TASK - Verbatim output of the full listing is required.
_ _ _ _ _ _ _
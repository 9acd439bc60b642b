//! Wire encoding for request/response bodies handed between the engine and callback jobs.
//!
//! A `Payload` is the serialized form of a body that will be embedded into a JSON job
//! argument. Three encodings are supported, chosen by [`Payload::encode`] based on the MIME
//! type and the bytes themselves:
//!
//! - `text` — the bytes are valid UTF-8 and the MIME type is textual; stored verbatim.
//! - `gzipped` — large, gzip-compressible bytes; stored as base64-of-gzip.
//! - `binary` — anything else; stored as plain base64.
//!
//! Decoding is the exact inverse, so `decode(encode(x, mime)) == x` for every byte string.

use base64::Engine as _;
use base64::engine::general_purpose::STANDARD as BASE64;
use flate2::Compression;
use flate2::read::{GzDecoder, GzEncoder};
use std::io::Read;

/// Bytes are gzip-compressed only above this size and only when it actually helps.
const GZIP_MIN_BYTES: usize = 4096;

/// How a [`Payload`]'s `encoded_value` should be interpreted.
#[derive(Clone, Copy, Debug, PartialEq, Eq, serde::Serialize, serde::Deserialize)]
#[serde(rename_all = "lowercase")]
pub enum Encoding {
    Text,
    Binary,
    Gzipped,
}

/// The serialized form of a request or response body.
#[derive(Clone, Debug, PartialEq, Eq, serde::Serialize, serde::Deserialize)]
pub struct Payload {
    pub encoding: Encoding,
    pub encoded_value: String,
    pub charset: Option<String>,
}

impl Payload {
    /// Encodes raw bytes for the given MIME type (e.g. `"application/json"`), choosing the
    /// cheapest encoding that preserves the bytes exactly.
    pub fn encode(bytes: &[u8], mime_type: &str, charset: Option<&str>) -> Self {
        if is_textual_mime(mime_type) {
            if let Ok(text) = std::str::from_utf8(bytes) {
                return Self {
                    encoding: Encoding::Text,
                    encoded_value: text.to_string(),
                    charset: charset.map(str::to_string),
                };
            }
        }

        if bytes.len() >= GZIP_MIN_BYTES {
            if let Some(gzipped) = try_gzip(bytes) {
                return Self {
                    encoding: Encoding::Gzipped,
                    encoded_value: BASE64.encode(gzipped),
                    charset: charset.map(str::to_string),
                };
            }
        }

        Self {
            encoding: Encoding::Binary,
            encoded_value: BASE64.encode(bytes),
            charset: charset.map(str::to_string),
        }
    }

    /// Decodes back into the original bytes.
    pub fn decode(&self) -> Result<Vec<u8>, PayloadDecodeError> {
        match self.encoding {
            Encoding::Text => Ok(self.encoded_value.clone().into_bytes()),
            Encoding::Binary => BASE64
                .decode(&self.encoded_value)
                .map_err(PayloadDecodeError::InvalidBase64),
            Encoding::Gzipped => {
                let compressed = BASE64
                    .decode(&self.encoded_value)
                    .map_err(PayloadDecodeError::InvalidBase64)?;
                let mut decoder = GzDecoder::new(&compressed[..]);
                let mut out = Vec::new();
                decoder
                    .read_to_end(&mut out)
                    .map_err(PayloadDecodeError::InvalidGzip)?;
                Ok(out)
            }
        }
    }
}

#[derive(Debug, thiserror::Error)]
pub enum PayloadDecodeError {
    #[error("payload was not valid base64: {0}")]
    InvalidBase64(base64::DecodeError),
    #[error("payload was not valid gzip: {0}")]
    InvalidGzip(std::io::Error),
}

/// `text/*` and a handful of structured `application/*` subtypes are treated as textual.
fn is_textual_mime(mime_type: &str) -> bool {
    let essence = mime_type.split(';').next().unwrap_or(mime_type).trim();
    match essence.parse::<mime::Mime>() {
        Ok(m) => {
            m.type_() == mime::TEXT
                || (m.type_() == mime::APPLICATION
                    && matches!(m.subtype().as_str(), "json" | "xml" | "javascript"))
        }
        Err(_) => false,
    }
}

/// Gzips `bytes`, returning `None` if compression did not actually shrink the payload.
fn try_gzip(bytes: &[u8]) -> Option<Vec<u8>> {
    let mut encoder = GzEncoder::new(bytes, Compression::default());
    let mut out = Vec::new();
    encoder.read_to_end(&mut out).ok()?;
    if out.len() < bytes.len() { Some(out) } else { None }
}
_ _ _ _ _ _ _
PROBLEM SOLUTION -
repository 9acd439bc60b642b
//! Wire encoding for request/response bodies handed between the engine and callback jobs.
//!
//! A `Payload` is the serialized form of a body that will be embedded into a JSON job
//! argument. Three encodings are supported, chosen by [`Payload::encode`] based on the MIME
//! type and the bytes themselves:
//!
//! - `text` — the bytes are valid UTF-8 and the MIME type is textual; stored verbatim.
//! - `gzipped` — large, gzip-compressible bytes; stored as base64-of-gzip.
//! - `binary` — anything else; stored as plain base64.
//!
//! Decoding is the exact inverse, so `decode(encode(x, mime)) == x` for every byte string.

use base64::Engine as _;
use base64::engine::general_purpose::STANDARD as BASE64;
use flate2::Compression;
use flate2::read::{GzDecoder, GzEncoder};
use std::io::Read;

/// Bytes are gzip-compressed only above this size and only when it actually helps.
const GZIP_MIN_BYTES: usize = 4096;

/// How a [`Payload`]'s `encoded_value` should be interpreted.
#[derive(Clone, Copy, Debug, PartialEq, Eq, serde::Serialize, serde::Deserialize)]
#[serde(rename_all = "lowercase")]
pub enum Encoding {
    Text,
    Binary,
    Gzipped,
}

/// The serialized form of a request or response body.
#[derive(Clone, Debug, PartialEq, Eq, serde::Serialize, serde::Deserialize)]
pub struct Payload {
    pub encoding: Encoding,
    pub encoded_value: String,
    pub charset: Option<String>,
}

impl Payload {
    /// Encodes raw bytes for the given MIME type (e.g. `"application/json"`), choosing the
    /// cheapest encoding that preserves the bytes exactly.
    pub fn encode(bytes: &[u8], mime_type: &str, charset: Option<&str>) -> Self {
        if is_textual_mime(mime_type) {
            if let Ok(text) = std::str::from_utf8(bytes) {
                return Self {
                    encoding: Encoding::Text,
                    encoded_value: text.to_string(),
                    charset: charset.map(str::to_string),
                };
            }
        }

        if bytes.len() >= GZIP_MIN_BYTES {
            if let Some(gzipped) = try_gzip(bytes) {
                return Self {
                    encoding: Encoding::Gzipped,
                    encoded_value: BASE64.encode(gzipped),
                    charset: charset.map(str::to_string),
                };
            }
        }

        Self {
            encoding: Encoding::Binary,
            encoded_value: BASE64.encode(bytes),
            charset: charset.map(str::to_string),
        }
    }

    /// Decodes back into the original bytes.
    pub fn decode(&self) -> Result<Vec<u8>, PayloadDecodeError> {
        match self.encoding {
            Encoding::Text => Ok(self.encoded_value.clone().into_bytes()),
            Encoding::Binary => BASE64
                .decode(&self.encoded_value)
                .map_err(PayloadDecodeError::InvalidBase64),
            Encoding::Gzipped => {
                let compressed = BASE64
                    .decode(&self.encoded_value)
                    .map_err(PayloadDecodeError::InvalidBase64)?;
                let mut decoder = GzDecoder::new(&compressed[..]);
                let mut out = Vec::new();
                decoder
                    .read_to_end(&mut out)
                    .map_err(PayloadDecodeError::InvalidGzip)?;
                Ok(out)
            }
        }
    }
}

#[derive(Debug, thiserror::Error)]
pub enum PayloadDecodeError {
    #[error("payload was not valid base64: {0}")]
    InvalidBase64(base64::DecodeError),
    #[error("payload was not valid gzip: {0}")]
    InvalidGzip(std::io::Error),
}

/// `text/*` and a handful of structured `application/*` subtypes are treated as textual.
fn is_textual_mime(mime_type: &str) -> bool {
    let essence = mime_type.split(';').next().unwrap_or(mime_type).trim();
    match essence.parse::<mime::Mime>() {
        Ok(m) => {
            m.type_() == mime::TEXT
                || (m.type_() == mime::APPLICATION
                    && matches!(m.subtype().as_str(), "json" | "xml" | "javascript"))
        }
        Err(_) => false,
    }
}

/// Gzips `bytes`, returning `None` if compression did not actually shrink the payload.
fn try_gzip(bytes: &[u8]) -> Option<Vec<u8>> {
    let mut encoder = GzEncoder::new(bytes, Compression::default());
    let mut out = Vec::new();
    encoder.read_to_end(&mut out).ok()?;
    if out.len() < bytes.len() { Some(out) } else { None }
}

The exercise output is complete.